Address Substance Use Through the Power of Prevention

Address Substance Use Through the Power of Prevention

November 28, 2023

Substance use disorders occur when alcohol or drug use significantly impairs an individual’s mental and physical health. Left untreated, a substance use disorder can negatively affect a person’s ability to function at home and at work.

And odds are substance use disorders are affecting employees in your organization. 

The Substance Abuse and Mental Health Services Administration estimates more than 46 million Americans meet the clinical criteria for substance use disorder. But 94% do not receive treatment.

Unfortunately, these numbers are expected to rise. The Centers for Disease Control and Prevention (CDC) reports significant increases in people starting or increasing substance use over the past three years.

Programs treating substance use disorders provide valuable resources for employees and employers. However, preventive measures are often lacking, according to the industry news resource BenefitsPRO. 

Addressing underlying issues before substance use turns into a disorder can lead to better health outcomes and plan savings.

Preventive strategies

Incorporate the following preventive strategies into your wellness programming and workplace culture. 

Craft a policy. A written policy on substance use issues should set a tone of open communication. Detail when, where and how employees can report substance use challenges. When usage impacts job performance or endangers others, be clear about the consequences. However, emphasize that employees will not face punishment or discrimination for acknowledging struggles with alcohol or drug use. The goal is to encourage employees to seek resources before substance use becomes a disorder. Highlight your policy during onboarding and reinforce the message with frequent, consistent communications.

Reduce the stigma. One of the most significant barriers to preventive care for substance use is the fear of being shamed or treated differently. As you raise awareness of the health risks of drug use and excessive alcohol consumption, normalize using resources at any stage of life. Extend your reach by getting the word out to employees’ dependents. A family member’s struggle with drugs or alcohol can be as difficult as an employee’s own challenge. Find health and wellness professionals and members of your organization willing to share their stories. Testimonials about recovery are powerful and create a safe space to discuss substance use at work.

Take a holistic approach. Different aspects of health are interconnected. For example, a financial or mental health challenge can increase the risk of substance use. Holistic health programs incorporating physical, mental and financial health can reduce substance use disorders. Examples of holistic strategies are increasing the accessibility and affordability of mental health benefits and including substance use resources in various benefit offerings. These may include an employee assistance program, mental health apps, financial education classes and online fitness tools. Connecting the dots between substance use and mental, behavioral and physical health will support your prevention efforts.

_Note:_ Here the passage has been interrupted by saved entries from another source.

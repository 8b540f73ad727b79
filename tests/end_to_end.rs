//! Mapping over the in-process channel transport, with supervised servers.

use std::sync::{Arc, Mutex};
use std::time::Duration;

use async_trait::async_trait;
use serde_json::json;

use distmap::handler::ClientRequestHandler;
use distmap::mapping::{DistributedMapper, MappingConfig, MappingError};
use distmap::model::{Model, ModelSchema, ResolutionTag, ResolveTag};
use distmap::pipeline::{TracingReceiveBehavior, TracingSendBehavior};
use distmap::storage::{MemoryStore, QueryBackend};
use distmap::supervision::{Agent, Health, ServerSupervisor, Signal, Supervisor, SupervisorConfig};
use distmap::transport::channel::{ChannelBroker, ChannelRequestClient, ChannelRequestServer};
use distmap::transport::TransportError;
use distmap::utils::bootstrap::init_tracing;
use distmap::utils::retry::RetryConfig;
use distmap::wire::{Request, Response};

struct UserTag;
impl ResolutionTag for UserTag {
    const NAME: &'static str = "User";
}

struct CountryTag;
impl ResolutionTag for CountryTag {
    const NAME: &'static str = "Country";
}

#[derive(Debug, Default)]
struct Member {
    user_id: String,
    user_name: Option<String>,
    country_id: Option<String>,
    country_name: Option<String>,
}

impl Model for Member {
    fn describe(schema: &mut ModelSchema<Self>) {
        schema
            .field("UserId", |m| &m.user_id)
            .resolve(
                "UserName",
                |m| &m.user_name,
                |m| &mut m.user_name,
                ResolveTag::of::<UserTag>("UserId").expression("Name"),
            )
            .resolve(
                "CountryId",
                |m| &m.country_id,
                |m| &mut m.country_id,
                ResolveTag::of::<UserTag>("UserId"),
            )
            .resolve(
                "CountryName",
                |m| &m.country_name,
                |m| &mut m.country_name,
                ResolveTag::of::<CountryTag>("CountryId").expression("Name:upper"),
            );
    }
}

#[derive(Debug, Default)]
struct Roster {
    members: Vec<Member>,
}

impl Model for Roster {
    fn describe(schema: &mut ModelSchema<Self>) {
        schema.collection(
            "Members",
            |r| r.members.as_slice(),
            |r| r.members.as_mut_slice(),
        );
    }
}

fn member(user_id: &str) -> Member {
    Member {
        user_id: user_id.to_string(),
        ..Default::default()
    }
}

/// Records requests on their way to the transport.
struct RecordingHandler {
    inner: ChannelRequestClient,
    requests: Mutex<Vec<Request>>,
}

impl RecordingHandler {
    fn new(inner: ChannelRequestClient) -> Arc<Self> {
        Arc::new(Self {
            inner,
            requests: Mutex::new(Vec::new()),
        })
    }

    fn requests(&self) -> Vec<Request> {
        self.requests.lock().unwrap().clone()
    }
}

#[async_trait]
impl ClientRequestHandler for RecordingHandler {
    async fn send(&self, request: Request) -> Result<Response, TransportError> {
        self.requests.lock().unwrap().push(request.clone());
        self.inner.send(request).await
    }
}

fn store() -> Arc<MemoryStore> {
    Arc::new(
        MemoryStore::new(QueryBackend::Document)
            .with_documents(
                "User",
                vec![
                    json!({"Id": "1", "Name": "Alice", "CountryId": "FR"}),
                    json!({"Id": "2", "Name": "Bob", "CountryId": "FR"}),
                    json!({"Id": "3", "Name": "Chen", "CountryId": "CN"}),
                ],
            )
            .with_documents(
                "Country",
                vec![
                    json!({"Id": "FR", "Name": "France"}),
                    json!({"Id": "CN", "Name": "China"}),
                ],
            ),
    )
}

fn retry() -> RetryConfig {
    RetryConfig {
        base_delay_ms: 10,
        max_delay_ms: 100,
        max_retries: 20,
        jitter: 0.0,
    }
}

/// One supervised channel server per tag, owned by a root supervisor.
struct Services {
    broker: ChannelBroker,
    root: Supervisor,
    servers: Arc<ServerSupervisor>,
}

impl Services {
    async fn start(store: Arc<MemoryStore>, tags: &[&str]) -> Self {
        let broker = ChannelBroker::new();
        let root = Supervisor::new("root");
        let servers = Arc::new(ServerSupervisor::new(
            "servers",
            SupervisorConfig::default(),
        ));

        let mut connections = Vec::new();
        for tag in tags {
            let server = ChannelRequestServer::new(&broker, *tag, store.clone(), retry(), 8)
                .with_behaviors(vec![Arc::new(TracingReceiveBehavior)]);
            connections.push(server.connections());
            servers.add_server(Arc::new(server));
        }
        servers.start();
        root.add(servers.clone());

        for connection in connections {
            connection.ready().wait().await;
            root.add(connection);
        }

        Self {
            broker,
            root,
            servers,
        }
    }

    fn client(&self, tag: &str) -> Arc<RecordingHandler> {
        RecordingHandler::new(ChannelRequestClient::new(
            &self.broker,
            tag,
            Duration::from_secs(5),
        ))
    }

    async fn stop(self) {
        self.root.stop("test finished").await;
        assert!(self.root.completed().is_fired());
        assert!(self.servers.completed().is_fired());
    }
}

#[tokio::test]
async fn test_member_resolves_through_one_batched_call() {
    init_tracing();
    let services = Services::start(store(), &["User", "Country"]).await;
    let users = services.client("User");
    let countries = services.client("Country");

    let mapper = DistributedMapper::builder()
        .handler::<UserTag>(users.clone())
        .handler::<CountryTag>(countries.clone())
        .behavior(Arc::new(TracingSendBehavior))
        .expect_model::<Member>()
        .build()
        .unwrap();

    let mut alice = member("1");
    let report = mapper.map(&mut alice).await.unwrap();

    assert_eq!(alice.user_name.as_deref(), Some("Alice"));
    assert_eq!(alice.country_id.as_deref(), Some("FR"));
    assert_eq!(alice.country_name.as_deref(), Some("FRANCE"));
    assert!(report.failures.is_empty());

    let user_requests = users.requests();
    assert_eq!(user_requests.len(), 1);
    assert_eq!(user_requests[0].selector_ids, vec!["1".to_string()]);
    assert_eq!(
        user_requests[0].expression_list().unwrap(),
        vec!["Name".to_string(), "CountryId".to_string()]
    );

    let country_requests = countries.requests();
    assert_eq!(country_requests.len(), 1);
    assert_eq!(country_requests[0].selector_ids, vec!["FR".to_string()]);

    assert_eq!(services.servers.health("channel-server-User"), Some(Health::Healthy));
    services.stop().await;
}

#[tokio::test]
async fn test_roster_round_trips_scale_with_tags_not_members() {
    let services = Services::start(store(), &["User", "Country"]).await;
    let users = services.client("User");
    let countries = services.client("Country");
    let mapper = DistributedMapper::builder()
        .handler::<UserTag>(users.clone())
        .handler::<CountryTag>(countries.clone())
        .build()
        .unwrap();

    let mut roster = Roster {
        members: vec![member("1"), member("2"), member("3"), member("1")],
    };
    let report = mapper.map(&mut roster).await.unwrap();

    assert_eq!(report.calls, 2);
    assert_eq!(users.requests()[0].selector_ids.len(), 3);
    assert_eq!(countries.requests()[0].selector_ids.len(), 2);
    let countries: Vec<_> = roster
        .members
        .iter()
        .map(|m| m.country_name.as_deref().unwrap())
        .collect();
    assert_eq!(countries, vec!["FRANCE", "FRANCE", "CHINA", "FRANCE"]);

    services.stop().await;
}

#[tokio::test]
async fn test_missing_server_leaves_fields_unset() {
    // Only the User service is running; Country requests find no consumer.
    let services = Services::start(store(), &["User"]).await;
    let mapper = DistributedMapper::builder()
        .handler::<UserTag>(services.client("User"))
        .handler::<CountryTag>(services.client("Country"))
        .build()
        .unwrap();

    let mut alice = member("1");
    let report = mapper.map(&mut alice).await.unwrap();

    assert_eq!(alice.user_name.as_deref(), Some("Alice"));
    assert!(alice.country_name.is_none());
    assert!(matches!(
        report.failures.as_slice(),
        [MappingError::Transport {
            tag: "Country",
            source: TransportError::Disconnected(_)
        }]
    ));

    let strict = MappingConfig {
        strict: true,
        ..Default::default()
    };
    let err = mapper
        .map_data(&mut member("2"), &strict, &Signal::new())
        .await
        .unwrap_err();
    assert!(matches!(err, MappingError::Transport { tag: "Country", .. }));

    services.stop().await;
}
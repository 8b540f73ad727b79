//! JSON value semantics shared by every backend.
//!
//! Comparison, truthiness, numeric normalization and reductions live here so
//! the in-memory compiler and the document evaluator cannot drift apart.

use std::cmp::Ordering;

use chrono::{DateTime, Datelike, NaiveDate, NaiveDateTime};
use serde_json::{Map, Value};

use super::EvaluationError;
use crate::expression::{AggregateKind, SortDirection};

/// Conditional truthiness: `null`, `false` and zero are false.
pub fn truthy(value: &Value) -> bool {
    match value {
        Value::Null => false,
        Value::Bool(b) => *b,
        Value::Number(n) => n.as_f64().is_some_and(|f| f != 0.0),
        _ => true,
    }
}

fn type_rank(value: &Value) -> u8 {
    match value {
        Value::Null => 0,
        Value::Number(_) => 1,
        Value::String(_) => 2,
        Value::Object(_) => 3,
        Value::Array(_) => 4,
        Value::Bool(_) => 5,
    }
}

/// Total order over JSON values: values of different types order by type
/// (null, number, string, object, array, boolean), values of the same type
/// by content.
pub fn compare(left: &Value, right: &Value) -> Ordering {
    match (left, right) {
        (Value::Number(a), Value::Number(b)) => {
            let a = a.as_f64().unwrap_or(0.0);
            let b = b.as_f64().unwrap_or(0.0);
            a.partial_cmp(&b).unwrap_or(Ordering::Equal)
        }
        (Value::String(a), Value::String(b)) => a.cmp(b),
        (Value::Bool(a), Value::Bool(b)) => a.cmp(b),
        (Value::Array(a), Value::Array(b)) => {
            for (x, y) in a.iter().zip(b.iter()) {
                let ordering = compare(x, y);
                if ordering != Ordering::Equal {
                    return ordering;
                }
            }
            a.len().cmp(&b.len())
        }
        (Value::Object(a), Value::Object(b)) => {
            for ((ka, va), (kb, vb)) in a.iter().zip(b.iter()) {
                let ordering = ka.cmp(kb).then_with(|| compare(va, vb));
                if ordering != Ordering::Equal {
                    return ordering;
                }
            }
            a.len().cmp(&b.len())
        }
        _ => type_rank(left).cmp(&type_rank(right)),
    }
}

pub fn equals(left: &Value, right: &Value) -> bool {
    compare(left, right) == Ordering::Equal
}

/// Normalize a float: integral values become JSON integers.
pub fn number(value: f64) -> Value {
    if value.is_finite() && value.fract() == 0.0 && value.abs() < 9.0e15 {
        Value::from(value as i64)
    } else {
        Value::from(value)
    }
}

pub fn as_f64(value: &Value) -> Option<f64> {
    value.as_f64()
}

pub fn type_name(value: &Value) -> &'static str {
    match value {
        Value::Null => "null",
        Value::Bool(_) => "boolean",
        Value::Number(_) => "number",
        Value::String(_) => "string",
        Value::Array(_) => "array",
        Value::Object(_) => "object",
    }
}

/// Read a field from an object; anything else yields null.
pub fn field<'a>(value: &'a Value, name: &str) -> &'a Value {
    match value {
        Value::Object(map) => map.get(name).unwrap_or(&Value::Null),
        _ => &Value::Null,
    }
}

/// Read a dotted path (`Customer.Name`) through nested objects.
pub fn path<'a>(value: &'a Value, path: &str) -> &'a Value {
    path.split('.').fold(value, |current, segment| field(current, segment))
}

/// Require an array, treating `null` as absent.
pub fn array<'a>(value: &'a Value, context: &str) -> Result<Option<&'a Vec<Value>>, EvaluationError> {
    match value {
        Value::Null => Ok(None),
        Value::Array(items) => Ok(Some(items)),
        other => Err(EvaluationError::TypeMismatch {
            expected: "array",
            found: type_name(other),
            context: context.to_string(),
        }),
    }
}

/// Stable sort by an optional key path.
pub fn sort(items: &mut [Value], key: Option<&str>, direction: SortDirection) {
    items.sort_by(|a, b| {
        let ordering = match key {
            Some(key) => compare(path(a, key), path(b, key)),
            None => compare(a, b),
        };
        match direction {
            SortDirection::Asc => ordering,
            SortDirection::Desc => ordering.reverse(),
        }
    });
}

/// Element at a 0-based index, negative indices counting from the end.
pub fn element_at(items: &[Value], index: i64) -> Value {
    let resolved = if index < 0 {
        items.len() as i64 + index
    } else {
        index
    };
    usize::try_from(resolved)
        .ok()
        .and_then(|i| items.get(i))
        .cloned()
        .unwrap_or(Value::Null)
}

/// `items[skip..skip + take]`, clamped to bounds.
pub fn slice(items: &[Value], skip: i64, take: i64) -> Value {
    let start = usize::try_from(skip.max(0)).unwrap_or(0).min(items.len());
    let take = usize::try_from(take.max(0)).unwrap_or(0);
    let end = start.saturating_add(take).min(items.len());
    Value::Array(items[start..end].to_vec())
}

/// Reduce already-selected values. `Count` counts every value.
pub fn aggregate(kind: AggregateKind, values: &[Value]) -> Value {
    match kind {
        AggregateKind::Count => Value::from(values.len() as u64),
        AggregateKind::Sum => number(values.iter().filter_map(as_f64).sum()),
        AggregateKind::Avg => {
            let numbers: Vec<f64> = values.iter().filter_map(as_f64).collect();
            if numbers.is_empty() {
                Value::Null
            } else {
                number(numbers.iter().sum::<f64>() / numbers.len() as f64)
            }
        }
        AggregateKind::Min => values
            .iter()
            .filter(|v| !v.is_null())
            .min_by(|a, b| compare(a, b))
            .cloned()
            .unwrap_or(Value::Null),
        AggregateKind::Max => values
            .iter()
            .filter(|v| !v.is_null())
            .max_by(|a, b| compare(a, b))
            .cloned()
            .unwrap_or(Value::Null),
    }
}

/// Group `items` by key in first-seen order, producing `[{Key, Items}]`.
pub fn group<F>(items: &[Value], mut key: F) -> Result<Value, EvaluationError>
where
    F: FnMut(&Value) -> Result<Value, EvaluationError>,
{
    let mut groups: Vec<(Value, Vec<Value>)> = Vec::new();
    for item in items {
        let k = key(item)?;
        match groups.iter_mut().find(|(existing, _)| equals(existing, &k)) {
            Some((_, members)) => members.push(item.clone()),
            None => groups.push((k, vec![item.clone()])),
        }
    }
    Ok(Value::Array(
        groups
            .into_iter()
            .map(|(k, members)| {
                let mut entry = Map::new();
                entry.insert("Key".to_string(), k);
                entry.insert("Items".to_string(), Value::Array(members));
                Value::Object(entry)
            })
            .collect(),
    ))
}

/// Parse an ISO-8601 date or date-time string.
pub fn parse_date(value: &str) -> Option<NaiveDate> {
    if let Ok(dt) = DateTime::parse_from_rfc3339(value) {
        return Some(dt.date_naive());
    }
    if let Ok(dt) = NaiveDateTime::parse_from_str(value, "%Y-%m-%dT%H:%M:%S%.f") {
        return Some(dt.date());
    }
    NaiveDate::parse_from_str(value, "%Y-%m-%d").ok()
}

/// Date part extraction shared by `year`, `month` and `day`.
pub fn date_part(value: &Value, part: DatePart) -> Result<Value, EvaluationError> {
    let text = match value {
        Value::Null => return Ok(Value::Null),
        Value::String(s) => s,
        other => {
            return Err(EvaluationError::TypeMismatch {
                expected: "date string",
                found: type_name(other),
                context: part.name().to_string(),
            })
        }
    };
    let date = parse_date(text).ok_or_else(|| EvaluationError::InvalidDate(text.clone()))?;
    Ok(Value::from(match part {
        DatePart::Year => date.year() as i64,
        DatePart::Month => date.month() as i64,
        DatePart::Day => date.day() as i64,
    }))
}

#[derive(Debug, Clone, Copy, PartialEq, Eq)]
pub enum DatePart {
    Year,
    Month,
    Day,
}

impl DatePart {
    pub fn name(self) -> &'static str {
        match self {
            Self::Year => "year",
            Self::Month => "month",
            Self::Day => "day",
        }
    }
}

/// Round half away from zero to `digits` decimal places.
pub fn round(value: f64, digits: i32) -> f64 {
    let factor = 10f64.powi(digits);
    (value * factor).round() / factor
}
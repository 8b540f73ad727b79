//! Built-in behaviors.

use std::time::Instant;

use async_trait::async_trait;
use tracing::{debug, info_span, warn, Instrument};

use super::{
    ReceiveContext, ReceiveNext, ReceivedPipelineBehavior, SendContext, SendNext,
    SendPipelineBehavior,
};
use crate::transport::TransportError;
use crate::wire::Response;

/// Wraps each outbound call in a span and logs its latency.
#[derive(Debug, Clone, Copy, Default)]
pub struct TracingSendBehavior;

#[async_trait]
impl SendPipelineBehavior for TracingSendBehavior {
    async fn handle(
        &self,
        context: SendContext,
        next: SendNext<'_>,
    ) -> Result<Response, TransportError> {
        let span = info_span!(
            "distmap.send",
            tag = %context.tag,
            order = context.order,
            ids = context.request.selector_ids.len()
        );
        let start = Instant::now();

        let result = next.run(context).instrument(span.clone()).await;

        let elapsed_ms = start.elapsed().as_millis() as u64;
        span.in_scope(|| match &result {
            Ok(response) => debug!(
                elapsed_ms,
                success = response.is_success,
                "Remote call completed"
            ),
            Err(e) => warn!(elapsed_ms, error = %e, "Remote call failed"),
        });
        result
    }
}

/// Wraps each inbound query in a span and logs its latency.
#[derive(Debug, Clone, Copy, Default)]
pub struct TracingReceiveBehavior;

#[async_trait]
impl ReceivedPipelineBehavior for TracingReceiveBehavior {
    async fn handle(&self, context: ReceiveContext, next: ReceiveNext<'_>) -> Response {
        let span = info_span!(
            "distmap.receive",
            tag = %context.tag,
            correlation_id = %context.correlation_id
        );
        let start = Instant::now();

        let response = next.run(context).instrument(span.clone()).await;

        span.in_scope(|| {
            debug!(
                elapsed_ms = start.elapsed().as_millis() as u64,
                success = response.is_success,
                "Query answered"
            )
        });
        response
    }
}
//! The accessor and document backends evaluate expressions alike.

use serde_json::{json, Value};

use distmap::compiler::document::evaluate;
use distmap::compiler::{AccessorCompiler, DocumentCompiler, EvaluationError};

fn dataset() -> Vec<Value> {
    vec![
        json!({
            "Id": 1,
            "Name": "  Alice  ",
            "Score": 91,
            "Active": true,
            "Joined": "2020-02-29T10:00:00Z",
            "Country": {"Name": "France", "Code": "FR"},
            "Manager": null,
            "Orders": [
                {"Id": 10, "Status": "Done", "Total": 12.5},
                {"Id": 11, "Status": "Open", "Total": 40},
                {"Id": 12, "Status": "Done", "Total": 7.5}
            ]
        }),
        json!({
            "Id": 2,
            "Name": "Bob",
            "Score": 42,
            "Active": false,
            "Joined": "2023-11-05T08:30:00Z",
            "Country": {"Name": "Spain", "Code": "ES"},
            "Manager": {"Name": "Alice"},
            "Orders": []
        }),
    ]
}

const EXPRESSIONS: &[&str] = &[
    "Id",
    "Country.Name",
    "Manager?.Name",
    "Name:trim:upper",
    "Name:trim:length",
    "Country.Name:substring(0,3)",
    "Country.Code:lower",
    "Orders:count",
    "Orders:count(Status='Done')",
    "Orders:sum(Total)",
    "Orders(Status='Done'):sum(Total)",
    "Orders:max(Total)",
    "Orders:any(Total > 20)",
    "Orders:all(Status='Done')",
    "Orders(Total > 10).Id",
    "Orders[desc Total].Id",
    "Orders.{Id, Status as State}",
    "{Id, Country.Code as Code}",
    "Score >= 90 ? 'A' : Score >= 50 ? 'B' : 'C'",
    "Active && Score > 40",
    "Manager ?? 'none'",
    "Country.Name startswith 'Fr'",
    "Joined:year",
    "Joined:month",
];

#[test]
fn test_backends_agree_on_dataset() {
    let accessors = AccessorCompiler::new();
    let documents = DocumentCompiler::new();

    for expression in EXPRESSIONS {
        let accessor = accessors.compile_str(expression).unwrap();
        let compiled = documents.compile_str(expression).unwrap();

        for document in dataset() {
            let expected = accessor.evaluate(&document).unwrap();
            let actual = evaluate(&compiled, &document).unwrap();
            assert_eq!(
                actual, expected,
                "'{expression}' disagrees on document {}",
                document["Id"]
            );
        }
    }
}

#[test]
fn test_backends_reject_the_same_syntax_errors() {
    let accessors = AccessorCompiler::new();
    let documents = DocumentCompiler::new();

    for expression in ["Orders(", "Name:", "{Id,", "Id Name", "Name:nosuchfn"] {
        assert!(
            accessors.compile_str(expression).is_err(),
            "accessor accepted '{expression}'"
        );
        assert!(
            documents.compile_str(expression).is_err(),
            "document accepted '{expression}'"
        );
    }
}

#[test]
fn test_null_navigation_without_null_safe_marker() {
    let accessors = AccessorCompiler::new();
    let documents = DocumentCompiler::new();
    let document = &dataset()[0];

    // The accessor backend reports the null hop; the document backend yields null.
    let err = accessors
        .compile_str("Manager.Name")
        .unwrap()
        .evaluate(document)
        .unwrap_err();
    assert_eq!(
        err,
        EvaluationError::NullReference {
            property: "Manager".to_string()
        }
    );
    let compiled = documents.compile_str("Manager.Name").unwrap();
    assert_eq!(evaluate(&compiled, document).unwrap(), Value::Null);

    // With the marker both agree on null.
    let accessor = accessors.compile_str("Manager?.Name").unwrap();
    let compiled = documents.compile_str("Manager?.Name").unwrap();
    assert_eq!(accessor.evaluate(document).unwrap(), Value::Null);
    assert_eq!(evaluate(&compiled, document).unwrap(), Value::Null);
}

Connect with a substance use treatment provider. Establishing a relationship with a local provider can connect employees to substance use resources before issues become more serious. Providers may be able to offer virtual and in-person education. Topics could include how substance use disorders develop, warning signs, peer pressure, and societal and genetic risk factors. Creating this partnership proactively can increase awareness and access to resources.

Include substance use in your diversity, equity and inclusion efforts. Support networks, mentorships and employee resource groups are common among caregivers and underrepresented gender and racial demographics in the workplace. Doing the same for people concerned about substance use is another way to reach employees at a critical point in their lives. In addition, use inclusive language and support sobriety. If your organization communicates about “dry January,” in which people give up alcohol for the first month of the new year, make it sincere rather than humorous. Talk about the risks related to drugs and alcohol all year. And decrease the focus on alcohol at after-work events and team-bonding activities. Instead, communicate the value of collaborating and strengthening work relationships.

The impact on your workplace

Preventing substance use from becoming a disorder can have an outsized impact on employee health and plan finances. 

Substance use disorders cost employers and health plans an estimated $35 billion a year, according to research from the CDC. And the actual amount is likely much higher because the CDC data doesn’t include absenteeism, presenteeism or turnover.

These figures don’t account for unreported substance use either. The CDC numbers are based on 1% of employer-sponsored health plan members having a substance use disorder. However, 11% of employees self-reported this issue.

A MetLife survey reinforces the cultural importance of providing benefits to help employees care for their health. When employees feel employers care for them, they are: 

  • 92% more engaged
  • 65% more loyal
  • 56% more productive

For more information

Addressing substance use issues early on can save health plan dollars and produce better health outcomes in the long term.